Citation Numbers: 9 A.D.3d 839, 780 N.Y.S.2d 256, 2004 N.Y. App. Div. LEXIS 9466
Filed Date: 7/9/2004
Status: Precedential
Modified Date: 11/1/2024
Appeals from an order and judgment (one paper) of the Supreme Court, Oneida County (Anthony E Shaheen, J.), entered April 10, 2003, in an action to recover damages for personal injuries. The order and judgment, insofar as appealed from, granted in part the motion of defendants Southern Container Corp. and Solvay Paperboard, Inc. for summary judgment dismissing the amended complaint against them, granted the motion of defendants Chase Equipment Leasing, Inc. and T-Line Service, Ltd. for summary judgment dismissing the amended complaint against them and denied the cross motion of plaintiff David M. Perrin for leave to amend the bill of particulars and to compel insurance disclosure.

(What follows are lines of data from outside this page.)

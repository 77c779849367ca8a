//! Input validation for user records.

use thiserror::Error;

/// Maximum username length.
pub const MAX_USERNAME_LENGTH: usize = 50;

/// Maximum first/last name length.
pub const MAX_NAME_LENGTH: usize = 100;

/// Maximum email length.
pub const MAX_EMAIL_LENGTH: usize = 255;

/// Minimum password length.
pub const MIN_PASSWORD_LENGTH: usize = 8;

/// Maximum password length.
pub const MAX_PASSWORD_LENGTH: usize = 128;

/// Validation errors.
#[derive(Error, Debug, Clone, PartialEq, Eq)]
pub enum ValidationError {
    #[error("id is required")]
    IdRequired,

    #[error("username is required")]
    UsernameRequired,

    #[error("username must be at most {MAX_USERNAME_LENGTH} characters")]
    UsernameTooLong,

    #[error("username cannot contain whitespace or control characters")]
    UsernameInvalidChars,

    #[error("first name is required")]
    FirstNameRequired,

    #[error("last name is required")]
    LastNameRequired,

    #[error("name must be at most {MAX_NAME_LENGTH} characters")]
    NameTooLong,

    #[error("email is required")]
    EmailRequired,

    #[error("email must be at most {MAX_EMAIL_LENGTH} characters")]
    EmailTooLong,

    #[error("invalid email format")]
    EmailInvalidFormat,

    #[error("password is required")]
    PasswordRequired,

    #[error("password must be at least {MIN_PASSWORD_LENGTH} characters")]
    PasswordTooShort,

    #[error("password must be at most {MAX_PASSWORD_LENGTH} characters")]
    PasswordTooLong,

    #[error("user is not active")]
    UserNotActive,
}

/// Validate a record id.
pub fn validate_id(id: i64) -> Result<(), ValidationError> {
    if id <= 0 {
        return Err(ValidationError::IdRequired);
    }
    Ok(())
}

/// Validate a username: non-blank, no whitespace, bounded length.
pub fn validate_username(username: &str) -> Result<(), ValidationError> {
    if username.trim().is_empty() {
        return Err(ValidationError::UsernameRequired);
    }
    if username.chars().count() > MAX_USERNAME_LENGTH {
        return Err(ValidationError::UsernameTooLong);
    }
    if username
        .chars()
        .any(|c| c.is_whitespace() || c.is_control())
    {
        return Err(ValidationError::UsernameInvalidChars);
    }
    Ok(())
}

/// Validate a first name.
pub fn validate_first_name(name: &str) -> Result<(), ValidationError> {
    if name.trim().is_empty() {
        return Err(ValidationError::FirstNameRequired);
    }
    validate_name_length(name)
}

/// Validate a last name.
pub fn validate_last_name(name: &str) -> Result<(), ValidationError> {
    if name.trim().is_empty() {
        return Err(ValidationError::LastNameRequired);
    }
    validate_name_length(name)
}

fn validate_name_length(name: &str) -> Result<(), ValidationError> {
    if name.chars().count() > MAX_NAME_LENGTH {
        return Err(ValidationError::NameTooLong);
    }
    Ok(())
}

/// Validate a required email address.
///
/// Accepts `local@domain.tld` where no part contains `@` or whitespace.
///
/// # Examples
///
/// ```
/// use usermail::user::validate_email;
///
/// assert!(validate_email("user@example.com").is_ok());
/// assert!(validate_email("user@localhost").is_err());
/// assert!(validate_email("").is_err());
/// ```
pub fn validate_email(email: &str) -> Result<(), ValidationError> {
    if email.trim().is_empty() {
        return Err(ValidationError::EmailRequired);
    }
    if email.len() > MAX_EMAIL_LENGTH {
        return Err(ValidationError::EmailTooLong);
    }
    if !is_well_formed_email(email) {
        return Err(ValidationError::EmailInvalidFormat);
    }
    Ok(())
}

fn is_well_formed_email(email: &str) -> bool {
    if email.chars().any(char::is_whitespace) {
        return false;
    }

    let Some((local, domain)) = email.split_once('@') else {
        return false;
    };
    if local.is_empty() || domain.contains('@') {
        return false;
    }

    // Some dot in the domain must have text on both sides
    domain
        .char_indices()
        .any(|(i, c)| c == '.' && i > 0 && i + 1 < domain.len())
}

/// Validate a plain-text password.
pub fn validate_password(password: &str) -> Result<(), ValidationError> {
    if password.is_empty() {
        return Err(ValidationError::PasswordRequired);
    }
    let length = password.chars().count();
    if length < MIN_PASSWORD_LENGTH {
        return Err(ValidationError::PasswordTooShort);
    }
    if length > MAX_PASSWORD_LENGTH {
        return Err(ValidationError::PasswordTooLong);
    }
    Ok(())
}

#[cfg(test)]
mod tests {
    use super::*;

    #[test]
    fn test_validate_id() {
        assert!(validate_id(1).is_ok());
        assert_eq!(validate_id(0), Err(ValidationError::IdRequired));
        assert_eq!(validate_id(-5), Err(ValidationError::IdRequired));
    }

    #[test]
    fn test_validate_username() {
        assert!(validate_username("ada_l").is_ok());
        assert_eq!(validate_username("   "), Err(ValidationError::UsernameRequired));
        assert_eq!(
            validate_username("ada lovelace"),
            Err(ValidationError::UsernameInvalidChars)
        );
        assert_eq!(
            validate_username(&"a".repeat(51)),
            Err(ValidationError::UsernameTooLong)
        );
    }

    #[test]
    fn test_validate_names() {
        assert!(validate_first_name("Ada").is_ok());
        assert_eq!(validate_first_name(""), Err(ValidationError::FirstNameRequired));
        assert_eq!(validate_last_name(" "), Err(ValidationError::LastNameRequired));
        assert_eq!(
            validate_last_name(&"x".repeat(101)),
            Err(ValidationError::NameTooLong)
        );
    }

    #[test]
    fn test_validate_email_valid() {
        assert!(validate_email("user@example.com").is_ok());
        assert!(validate_email("first.last+tag@mail.example.co.uk").is_ok());
    }

    #[test]
    fn test_validate_email_invalid() {
        assert_eq!(validate_email(""), Err(ValidationError::EmailRequired));
        assert_eq!(validate_email("invalid"), Err(ValidationError::EmailInvalidFormat));
        assert_eq!(validate_email("@example.com"), Err(ValidationError::EmailInvalidFormat));
        assert_eq!(validate_email("user@example"), Err(ValidationError::EmailInvalidFormat));
        assert_eq!(validate_email("user@.com"), Err(ValidationError::EmailInvalidFormat));
        assert_eq!(validate_email("user@example."), Err(ValidationError::EmailInvalidFormat));
        assert_eq!(validate_email("a@b@c.com"), Err(ValidationError::EmailInvalidFormat));
        assert_eq!(validate_email("us er@example.com"), Err(ValidationError::EmailInvalidFormat));
    }

    #[test]
    fn test_validate_email_too_long() {
        let email = format!("{}@example.com", "a".repeat(250));
        assert_eq!(validate_email(&email), Err(ValidationError::EmailTooLong));
    }

    #[test]
    fn test_validate_password() {
        assert!(validate_password("12345678").is_ok());
        assert!(validate_password(&"a".repeat(128)).is_ok());
        assert_eq!(validate_password(""), Err(ValidationError::PasswordRequired));
        assert_eq!(validate_password("short"), Err(ValidationError::PasswordTooShort));
        assert_eq!(
            validate_password(&"a".repeat(129)),
            Err(ValidationError::PasswordTooLong)
        );
    }
}
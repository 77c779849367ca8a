//! SMTP mail transport built on lettre.

use async_trait::async_trait;
use lettre::message::header::ContentType;
use lettre::message::Mailbox;
use lettre::transport::smtp::authentication::Credentials;
use lettre::{Address, AsyncSmtpTransport, AsyncTransport, Message, Tokio1Executor};
use tracing::{debug, info};

use super::template::TemplateStore;
use super::transport::{MailTransport, TransportError};
use super::types::{MessageType, Placeholders};
use crate::config::{MailConfig, SmtpConfig};

/// Port that uses implicit TLS instead of STARTTLS.
const IMPLICIT_TLS_PORT: u16 = 465;

/// Sends rendered templates over SMTP.
pub struct SmtpMailTransport {
    /// `None` when sending is disabled.
    mailer: Option<AsyncSmtpTransport<Tokio1Executor>>,
    from: Mailbox,
    templates: TemplateStore,
}

impl SmtpMailTransport {
    /// Build a transport from configuration.
    ///
    /// With `send_emails` off no connection settings are required and every
    /// send is a logged no-op.
    pub fn new(
        smtp: &SmtpConfig,
        mail: &MailConfig,
        templates: TemplateStore,
    ) -> Result<Self, TransportError> {
        let from_email = if smtp.from_email.is_empty() {
            "noreply@localhost"
        } else {
            smtp.from_email.as_str()
        };
        let address: Address = from_email.parse().map_err(|e: lettre::address::AddressError| {
            TransportError::Address {
                address: from_email.to_string(),
                reason: e.to_string(),
            }
        })?;
        let from_name = if smtp.from_name.is_empty() {
            None
        } else {
            Some(smtp.from_name.clone())
        };
        let from = Mailbox::new(from_name, address);

        let mailer = if mail.send_emails {
            Some(build_mailer(smtp)?)
        } else {
            info!("Mail sending is disabled; messages will only be logged");
            None
        };

        Ok(Self {
            mailer,
            from,
            templates,
        })
    }

    /// Whether messages are actually sent.
    pub fn is_enabled(&self) -> bool {
        self.mailer.is_some()
    }
}

fn build_mailer(smtp: &SmtpConfig) -> Result<AsyncSmtpTransport<Tokio1Executor>, TransportError> {
    let builder = if !smtp.enable_ssl {
        AsyncSmtpTransport::<Tokio1Executor>::builder_dangerous(&smtp.host)
    } else if smtp.port == IMPLICIT_TLS_PORT {
        AsyncSmtpTransport::<Tokio1Executor>::relay(&smtp.host)
            .map_err(|e| TransportError::Smtp(e.to_string()))?
    } else {
        AsyncSmtpTransport::<Tokio1Executor>::starttls_relay(&smtp.host)
            .map_err(|e| TransportError::Smtp(e.to_string()))?
    };

    let mut builder = builder.port(smtp.port);
    if !smtp.username.is_empty() {
        builder = builder.credentials(Credentials::new(
            smtp.username.clone(),
            smtp.password.clone(),
        ));
    }

    debug!(
        "SMTP transport configured for {}:{} (tls: {})",
        smtp.host, smtp.port, smtp.enable_ssl
    );
    Ok(builder.build())
}

#[async_trait]
impl MailTransport for SmtpMailTransport {
    async fn send(
        &self,
        recipient: &str,
        message_type: MessageType,
        placeholders: &Placeholders,
    ) -> Result<(), TransportError> {
        let recipient = recipient.trim();
        let Some(mailer) = &self.mailer else {
            info!(
                "Mail sending disabled; skipped {} mail to {}",
                message_type, recipient
            );
            return Ok(());
        };
        if recipient.is_empty() {
            info!("No recipient for {} mail; nothing sent", message_type);
            return Ok(());
        }

        let body = self.templates.render(message_type, placeholders).await?;

        let to: Mailbox = recipient
            .parse()
            .map_err(|e: lettre::address::AddressError| TransportError::Address {
                address: recipient.to_string(),
                reason: e.to_string(),
            })?;

        let message = Message::builder()
            .from(self.from.clone())
            .to(to)
            .subject(message_type.subject())
            .header(ContentType::TEXT_HTML)
            .body(body)
            .map_err(|e| TransportError::Message(e.to_string()))?;

        mailer
            .send(message)
            .await
            .map_err(|e| TransportError::Smtp(e.to_string()))?;

        debug!("{} mail sent to {}", message_type, recipient);
        Ok(())
    }
}
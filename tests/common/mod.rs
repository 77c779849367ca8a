//! Test helpers for mail dispatch tests.
//!
//! Provides recording stubs for the gate, transport and log sink.

#![allow(dead_code)]

use std::collections::HashSet;
use std::sync::atomic::{AtomicUsize, Ordering};
use std::sync::{Arc, Mutex};
use std::time::Duration;

use async_trait::async_trait;

use usermail::mail::{
    BlockedRecipientGate, GateError, LogLevel, LogSink, LogSinkError, MailDispatchWorker,
    MailQueue, MailTransport, MessageType, Placeholders, TransportError,
};

/// Default timeout for test operations.
pub const DEFAULT_TIMEOUT: Duration = Duration::from_secs(5);

/// Gate that keeps blocked recipients in memory and records calls.
#[derive(Default)]
pub struct RecordingGate {
    blocked: Mutex<HashSet<String>>,
    /// Recipients whose `is_blocked` check fails.
    failing: Mutex<HashSet<String>>,
    /// Recipients whose `is_blocked` check panics.
    panicking: Mutex<HashSet<String>>,
    pub checks: AtomicUsize,
    pub block_calls: Mutex<Vec<String>>,
}

impl RecordingGate {
    pub fn new() -> Self {
        Self::default()
    }

    pub fn with_blocked(recipient: &str) -> Self {
        let gate = Self::default();
        gate.blocked.lock().unwrap().insert(recipient.to_string());
        gate
    }

    pub fn failing_for(recipient: &str) -> Self {
        let gate = Self::default();
        gate.failing.lock().unwrap().insert(recipient.to_string());
        gate
    }

    pub fn panicking_for(recipient: &str) -> Self {
        let gate = Self::default();
        gate.panicking.lock().unwrap().insert(recipient.to_string());
        gate
    }

    pub fn block_calls(&self) -> Vec<String> {
        self.block_calls.lock().unwrap().clone()
    }

    pub fn is_blocked_now(&self, recipient: &str) -> bool {
        self.blocked.lock().unwrap().contains(recipient)
    }
}

#[async_trait]
impl BlockedRecipientGate for RecordingGate {
    async fn is_blocked(&self, recipient: &str) -> Result<bool, GateError> {
        self.checks.fetch_add(1, Ordering::SeqCst);
        if self.panicking.lock().unwrap().contains(recipient) {
            panic!("gate backend crashed for {}", recipient);
        }
        if self.failing.lock().unwrap().contains(recipient) {
            return Err(GateError::Storage("database is locked".to_string()));
        }
        Ok(self.blocked.lock().unwrap().contains(recipient))
    }

    async fn block(&self, recipient: &str) -> Result<(), GateError> {
        self.block_calls.lock().unwrap().push(recipient.to_string());
        self.blocked.lock().unwrap().insert(recipient.to_string());
        Ok(())
    }
}

/// Transport that records every send and succeeds or fails on demand.
pub struct RecordingTransport {
    fail: bool,
    pub sent: Mutex<Vec<(String, MessageType)>>,
}

impl RecordingTransport {
    pub fn succeeding() -> Self {
        Self {
            fail: false,
            sent: Mutex::new(Vec::new()),
        }
    }

    pub fn failing() -> Self {
        Self {
            fail: true,
            sent: Mutex::new(Vec::new()),
        }
    }

    pub fn sends(&self) -> Vec<(String, MessageType)> {
        self.sent.lock().unwrap().clone()
    }

    pub fn send_count(&self) -> usize {
        self.sent.lock().unwrap().len()
    }
}

#[async_trait]
impl MailTransport for RecordingTransport {
    async fn send(
        &self,
        recipient: &str,
        message_type: MessageType,
        _placeholders: &Placeholders,
    ) -> Result<(), TransportError> {
        self.sent
            .lock()
            .unwrap()
            .push((recipient.to_string(), message_type));
        if self.fail {
            Err(TransportError::Smtp("550 mailbox unavailable".to_string()))
        } else {
            Ok(())
        }
    }
}

/// Log sink that keeps entries in memory.
#[derive(Default)]
pub struct MemoryLogSink {
    pub entries: Mutex<Vec<(LogLevel, String)>>,
}

impl MemoryLogSink {
    pub fn new() -> Self {
        Self::default()
    }

    pub fn entries(&self) -> Vec<(LogLevel, String)> {
        self.entries.lock().unwrap().clone()
    }

    pub fn count(&self, level: LogLevel) -> usize {
        self.entries
            .lock()
            .unwrap()
            .iter()
            .filter(|(l, _)| *l == level)
            .count()
    }
}

#[async_trait]
impl LogSink for MemoryLogSink {
    async fn write_log(&self, level: LogLevel, message: &str) -> Result<(), LogSinkError> {
        self.entries
            .lock()
            .unwrap()
            .push((level, message.to_string()));
        Ok(())
    }
}

/// Stubs and worker wired to a shared queue.
pub struct Harness {
    pub queue: Arc<MailQueue>,
    pub gate: Arc<RecordingGate>,
    pub transport: Arc<RecordingTransport>,
    pub sink: Arc<MemoryLogSink>,
}

impl Harness {
    pub fn new(gate: RecordingGate, transport: RecordingTransport) -> Self {
        Self {
            queue: Arc::new(MailQueue::new()),
            gate: Arc::new(gate),
            transport: Arc::new(transport),
            sink: Arc::new(MemoryLogSink::new()),
        }
    }

    /// Build a worker over the shared stubs.
    pub fn worker(&self, pacing_delay: Duration) -> MailDispatchWorker {
        MailDispatchWorker::new(
            self.queue.clone(),
            self.gate.clone(),
            self.transport.clone(),
            self.sink.clone(),
        )
        .with_pacing_delay(pacing_delay)
    }
}

/// Poll `condition` until it holds or the default timeout elapses.
pub async fn wait_until<F: Fn() -> bool>(condition: F) -> bool {
    let deadline = tokio::time::Instant::now() + DEFAULT_TIMEOUT;
    while tokio::time::Instant::now() < deadline {
        if condition() {
            return true;
        }
        tokio::time::sleep(Duration::from_millis(10)).await;
    }
    condition()
}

It is hereby ordered that the order and judgment so appealed from be and the same hereby is unanimously modified on the law by denying in part the motion of defendants Chase Equipment Leasing, Inc. and T-Line Service, Ltd., reinstating the first and third causes of action against them, and granting the cross motion in its entirety and as modified the order and judgment is affirmed without costs, and defendants Chase Equipment Leasing, Inc. and T-Line Service, Ltd. are directed to provide in
Memorandum: Plaintiffs commenced this action seeking to recover damages for injuries sustained by David M. Perrin (plaintiff) when the tractor trailer he was operating rolled over as he drove around the curve of an exit. ramp. The tractor was owned by defendant Chase Equipment Leasing, Inc. (Chase), and the trailer was owned by defendant T-Line Service, Ltd. (T-Line). Employees of defendant Solvay Paperboard, Inc. (Solvay), a division of defendant Southern Container Corp. (Southern), had loaded the trailer with seven large rolls of paper. Defendants moved for summary judgment dismissing the amended complaint and plaintiff, whose action has been severed from that of his ex-wife, plaintiff Barbara L. Perrin, cross-moved, inter alia, for leave to amend the bill of particulars. Supreme Court dismissed the amended complaint in its entirety against Chase and T-Line and dismissed the second cause of action for negligence based on a theory of res ipsa loquitur against Southern and Solvay. Dismissal of that cause of action against all defendants was proper. Defendants established that such theory of negligence was inapplicable because the trailer and its contents were not in their exclusive possession and it was equally probable that plaintiffs own voluntary action may have caused or contributed to the accident (see generally Dermatossian v New York City Tr. Auth., 67 NY2d 219, 226-228 [1986]; DeSimone v Inserra Supermarkets, 207 AD2d 615, 616 [1994]).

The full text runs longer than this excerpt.